Therefore, there is a need in the industry for an improved process or method for storing natural gas densely with minimum emissions, minimal equipment, minimal capital cost, minimum operational cost, minimum energy intensity, and/or minimum operational scope 1 and scope 2 GHGe intensity.





BRIEF DESCRIPTION OF THE DRAWINGS

The following figures are included to illustrate certain aspects of the present disclosure and should not be viewed as exclusive embodiments. The subject matter disclosed is capable of considerable modifications, alterations, combinations, and equivalents in form and function, without departing from the scope of this disclosure.



FIG. 1 is a schematic diagram of an exemplary system for natural gas storage and redeployment, according to one or more aspects of the present disclosure.



FIG. 2 illustrates a schematic diagram of an example process for natural gas storage and redeployment, according to one or more aspects of the present disclosure.



FIGS. 3a-3k illustrate schematic diagrams of an example process for natural gas storage and redeployment, according to one or more aspects of the present disclosure.



FIGS. 4a-4j illustrate schematic diagrams of an example process for natural gas storage and redeployment, according to one or more aspects of the present disclosure, showing one of many cryogenic liquefaction processes that can be deployed.



FIGS. 5a-5b illustrate a cryogenic liquefaction cooling process that can be deployed and incorporated into one or more aspects of the present disclosure.





DETAILED DESCRIPTION

Illustrative embodiments of the present invention are described in detail herein. In the interest of clarity, not all features of an actual implementation may be described in this specification. It will of course be appreciated that in the development of any such actual embodiment, numerous implementation-specific decisions may be made to achieve the specific implementation goals, which may vary from one implementation to another.

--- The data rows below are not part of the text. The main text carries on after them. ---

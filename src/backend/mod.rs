pub mod virsh;

use std::path::Path;

use crate::error::VfioError;

/// Which way a device is moving between host and guest.
#[derive(Debug, Clone, Copy, PartialEq, Eq)]
pub enum DeviceAction {
    Attach,
    Detach,
}

impl DeviceAction {
    /// The virsh subcommand implementing this action.
    pub fn virsh_command(self) -> &'static str {
        match self {
            Self::Attach => "attach-device",
            Self::Detach => "detach-device",
        }
    }

    /// Human-readable status line, e.g. `Attaching mouse to win10`.
    pub fn status_line(self, label: &str, vm: &str) -> String {
        match self {
            Self::Attach => format!("Attaching {label} to {vm}"),
            Self::Detach => format!("Detaching {label} from {vm}"),
        }
    }
}

pub trait Backend {
    /// Apply `action` for the device described by the XML file at `xml_path`.
    fn apply(&self, action: DeviceAction, vm: &str, xml_path: &Path) -> Result<(), VfioError>;
}

pub fn create_backend(program: impl Into<String>, connect: Option<String>) -> virsh::VirshBackend {
    virsh::VirshBackend::new(program, connect)
}
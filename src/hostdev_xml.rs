use crate::usb_id::HexCode;

/// Generate a libvirt `<hostdev>` fragment selecting a USB device by
/// vendor and product code.
pub fn generate_hostdev_xml(vendor: &HexCode, product: &HexCode) -> String {
    format!(
        r#"<hostdev mode='subsystem' type='usb'>
  <source>
    <vendor id='0x{vendor}'/>
    <product id='0x{product}'/>
  </source>
</hostdev>"#
    )
}
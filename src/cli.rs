use clap::{Args, Parser, Subcommand};
use std::path::PathBuf;

use crate::config::DEFAULT_CONFIG_FILE;
use crate::usb_id::{HexCode, UsbId};

#[derive(Parser, Debug)]
#[command(name = "vfio-usb", about = "VFIO-USB handler: attach USB devices to libvirt VMs on hotplug")]
pub struct Cli {
    /// Path to config file
    #[arg(short, long, global = true, default_value = DEFAULT_CONFIG_FILE)]
    pub config: PathBuf,

    /// virsh binary used to attach and detach devices
    #[arg(long, global = true, env = "VFIO_USB_VIRSH", default_value = "virsh")]
    pub virsh: String,

    /// libvirt connection URI passed to virsh (e.g. qemu:///system)
    #[arg(long, global = true, env = "VFIO_USB_CONNECT")]
    pub connect: Option<String>,

    /// Append debug logs to this file (udev discards stdout/stderr)
    #[arg(long, global = true, env = "VFIO_USB_LOG")]
    pub log_file: Option<PathBuf>,

    /// Enable verbose output
    #[arg(short, long, global = true)]
    pub verbose: bool,

    #[command(subcommand)]
    pub command: Option<Command>,
}

#[derive(Subcommand, Debug)]
pub enum Command {
    /// Attaches device to configured VM
    Add(DeviceArgs),

    /// Detaches device from configured VM
    Remove(DeviceArgs),

    /// Generate udev rules
    Udev,
}

#[derive(Args, Debug, Clone)]
pub struct DeviceArgs {
    /// USB vendor id (4 hex digits, e.g. 046d)
    #[arg(long)]
    pub vendor: HexCode,

    /// USB product id (4 hex digits, e.g. c077)
    #[arg(long)]
    pub product: HexCode,
}

impl DeviceArgs {
    pub fn usb_id(&self) -> UsbId {
        UsbId::new(self.vendor.clone(), self.product.clone())
    }
}
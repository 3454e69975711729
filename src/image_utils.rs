use image::{GrayImage, ImageBuffer, Luma, Rgb, RgbImage};
use ndarray::Array2;

/// HSV plane packed like the OpenCV 8-bit convention: H in [0, 180),
/// S and V in [0, 255].
pub type HsvImage = ImageBuffer<Rgb<u8>, Vec<u8>>;

pub fn rgb_to_gray(image: &RgbImage) -> GrayImage {
    let (width, height) = image.dimensions();
    let mut gray = GrayImage::new(width, height);

    for (x, y, pixel) in image.enumerate_pixels() {
        let lum =
            (0.299 * pixel[0] as f64 + 0.587 * pixel[1] as f64 + 0.114 * pixel[2] as f64) as u8;
        gray.put_pixel(x, y, Luma([lum]));
    }

    gray
}

pub fn rgb_to_hsv(image: &RgbImage) -> HsvImage {
    let (width, height) = image.dimensions();
    let mut hsv = HsvImage::new(width, height);

    for (x, y, pixel) in image.enumerate_pixels() {
        let r = pixel[0] as f64 / 255.0;
        let g = pixel[1] as f64 / 255.0;
        let b = pixel[2] as f64 / 255.0;

        let max = r.max(g).max(b);
        let min = r.min(g).min(b);
        let delta = max - min;

        let mut h = if delta < 1e-12 {
            0.0
        } else if max == r {
            60.0 * ((g - b) / delta)
        } else if max == g {
            60.0 * ((b - r) / delta) + 120.0
        } else {
            60.0 * ((r - g) / delta) + 240.0
        };
        if h < 0.0 {
            h += 360.0;
        }

        let s = if max < 1e-12 { 0.0 } else { delta / max };

        hsv.put_pixel(
            x,
            y,
            Rgb([
                (h / 2.0).round().min(179.0) as u8,
                (s * 255.0).round() as u8,
                (max * 255.0).round() as u8,
            ]),
        );
    }

    hsv
}

/// 5x5 binomial approximation of a Gaussian. Samples outside the frame
/// replicate the border pixel so the residual stays flat at the edges.
pub fn gaussian_blur_5x5(image: &GrayImage) -> GrayImage {
    const TAPS: [f64; 5] = [1.0, 4.0, 6.0, 4.0, 1.0];
    const WEIGHT: f64 = 256.0;

    let (width, height) = image.dimensions();
    let mut smoothed = GrayImage::new(width, height);

    for y in 0..height {
        for x in 0..width {
            let mut acc = 0.0;

            for (ky, wy) in TAPS.iter().enumerate() {
                for (kx, wx) in TAPS.iter().enumerate() {
                    let px = (x as i64 + kx as i64 - 2).clamp(0, width as i64 - 1) as u32;
                    let py = (y as i64 + ky as i64 - 2).clamp(0, height as i64 - 1) as u32;
                    acc += image.get_pixel(px, py)[0] as f64 * wx * wy;
                }
            }

            smoothed.put_pixel(x, y, Luma([(acc / WEIGHT).round().clamp(0.0, 255.0) as u8]));
        }
    }

    smoothed
}

pub fn gray_to_array(image: &GrayImage) -> Array2<f64> {
    let (width, height) = image.dimensions();
    let mut arr = Array2::zeros((height as usize, width as usize));

    for (x, y, pixel) in image.enumerate_pixels() {
        arr[[y as usize, x as usize]] = pixel[0] as f64;
    }

    arr
}

pub fn extract_block(image: &GrayImage, x: u32, y: u32, size: u32) -> Vec<u8> {
    let mut block = Vec::with_capacity((size * size) as usize);

    for dy in 0..size {
        for dx in 0..size {
            if x + dx < image.width() && y + dy < image.height() {
                block.push(image.get_pixel(x + dx, y + dy)[0]);
            }
        }
    }

    block
}

pub fn block_mean(block: &[u8]) -> f64 {
    if block.is_empty() {
        return 0.0;
    }
    block.iter().map(|&v| v as f64).sum::<f64>() / block.len() as f64
}

pub fn block_variance(block: &[u8]) -> f64 {
    if block.is_empty() {
        return 0.0;
    }
    let mean = block_mean(block);
    block
        .iter()
        .map(|&v| {
            let diff = v as f64 - mean;
            diff * diff
        })
        .sum::<f64>()
        / block.len() as f64
}

#[cfg(test)]
mod tests {
    use super::*;

    #[test]
    fn flat_block_has_zero_variance() {
        let block = vec![42u8; 64];
        assert_eq!(block_variance(&block), 0.0);
        assert_eq!(block_mean(&block), 42.0);
    }

    #[test]
    fn blur_preserves_flat_image() {
        let flat = GrayImage::from_pixel(16, 16, Luma([100]));
        let smoothed = gaussian_blur_5x5(&flat);
        assert!(smoothed.pixels().all(|p| p[0] == 100));
    }

    #[test]
    fn hsv_of_pure_red() {
        let red = RgbImage::from_pixel(2, 2, Rgb([255, 0, 0]));
        let hsv = rgb_to_hsv(&red);
        let p = hsv.get_pixel(0, 0);
        assert_eq!(p[0], 0);
        assert_eq!(p[1], 255);
        assert_eq!(p[2], 255);
    }

    #[test]
    fn gray_array_round_trip_dimensions() {
        let gray = GrayImage::new(7, 3);
        let arr = gray_to_array(&gray);
        assert_eq!(arr.dim(), (3, 7));
    }
}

Moreover, it will be appreciated that such a development effort might be complex and time consuming but would nevertheless be a routine undertaking for those of ordinary skill in the art having the benefit of the present disclosure.


Throughout this disclosure, a reference numeral followed by an alphabetical character refers to a specific instance of an element and the reference numeral alone refers to the element generically or collectively. Thus, as an example (not shown in the drawings), widget “1a” refers to an instance of a widget class, which may be referred to collectively as widgets “1” and any one of which may be referred to generically as a widget “1.” In the figures and the description, like numerals are intended to represent like elements.


The term “scope 1 emission(s)” or “scope 2 emission(s),” as used herein, refers to specific categories of greenhouse gas emissions (“GHGe”) in the environmental sustainability industry. “Scope 1 emissions,” as used herein, refers to direct greenhouse gas emissions that result from sources that are owned or controlled by an organization. Examples of Scope 1 emissions include emissions from on-site fuel combustion, such as those produced by company vehicles or the operation of a company-owned power plant. “Scope 2 emissions,” as used herein, refer to indirect greenhouse gas emissions that result from the generation of purchased or acquired electricity, heating, and cooling. They are indirect because the emissions occur at the facilities that generate the electricity or heat, not at the organization's own facilities. Scope 2 emissions include emissions associated with the energy a company buys from a utility.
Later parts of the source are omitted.